» What is expected
An exact copy is required of the lines from the one with "use anyhow::Context;" through the last line of the material below, and of nothing else.

» Records provided
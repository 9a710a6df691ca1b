use anyhow::Context;
use tracing::Subscriber;
use tracing::subscriber::set_global_default;
use tracing_log::LogTracer;
use tracing_subscriber::{EnvFilter, Registry, fmt, layer::SubscriberExt};

/// `RUST_LOG` takes precedence over `env_filter` when set.
pub fn get_subscriber(env_filter: String) -> impl Subscriber + Sync + Send {
    let env_filter = EnvFilter::try_from_default_env()
        .unwrap_or_else(|_| EnvFilter::new(env_filter));
    let stderr = fmt::Layer::new()
        .with_writer(std::io::stderr)
        .pretty()
        .with_span_events(fmt::format::FmtSpan::CLOSE);
    Registry::default().with(env_filter).with(stderr)
}

/// Register a subscriber as global default to process span data, and route
/// `log` records from dependencies through it.
///
/// It should only be called once!
pub fn init_subscriber(
    subscriber: impl Subscriber + Sync + Send,
) -> anyhow::Result<()> {
    LogTracer::init().context("Failed to set logger")?;
    set_global_default(subscriber).context("Failed to set subscriber")?;
    Ok(())
}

» Answer to this exercise
use anyhow::Context;
use tracing::Subscriber;
use tracing::subscriber::set_global_default;
use tracing_log::LogTracer;
use tracing_subscriber::{EnvFilter, Registry, fmt, layer::SubscriberExt};

/// `RUST_LOG` takes precedence over `env_filter` when set.
pub fn get_subscriber(env_filter: String) -> impl Subscriber + Sync + Send {
    let env_filter = EnvFilter::try_from_default_env()
        .unwrap_or_else(|_| EnvFilter::new(env_filter));
    let stderr = fmt::Layer::new()
        .with_writer(std::io::stderr)
        .pretty()
        .with_span_events(fmt::format::FmtSpan::CLOSE);
    Registry::default().with(env_filter).with(stderr)
}

/// Register a subscriber as global default to process span data, and route
/// `log` records from dependencies through it.
///
/// It should only be called once!
pub fn init_subscriber(
    subscriber: impl Subscriber + Sync + Send,
) -> anyhow::Result<()> {
    LogTracer::init().context("Failed to set logger")?;
    set_global_default(subscriber).context("Failed to set subscriber")?;
    Ok(())
}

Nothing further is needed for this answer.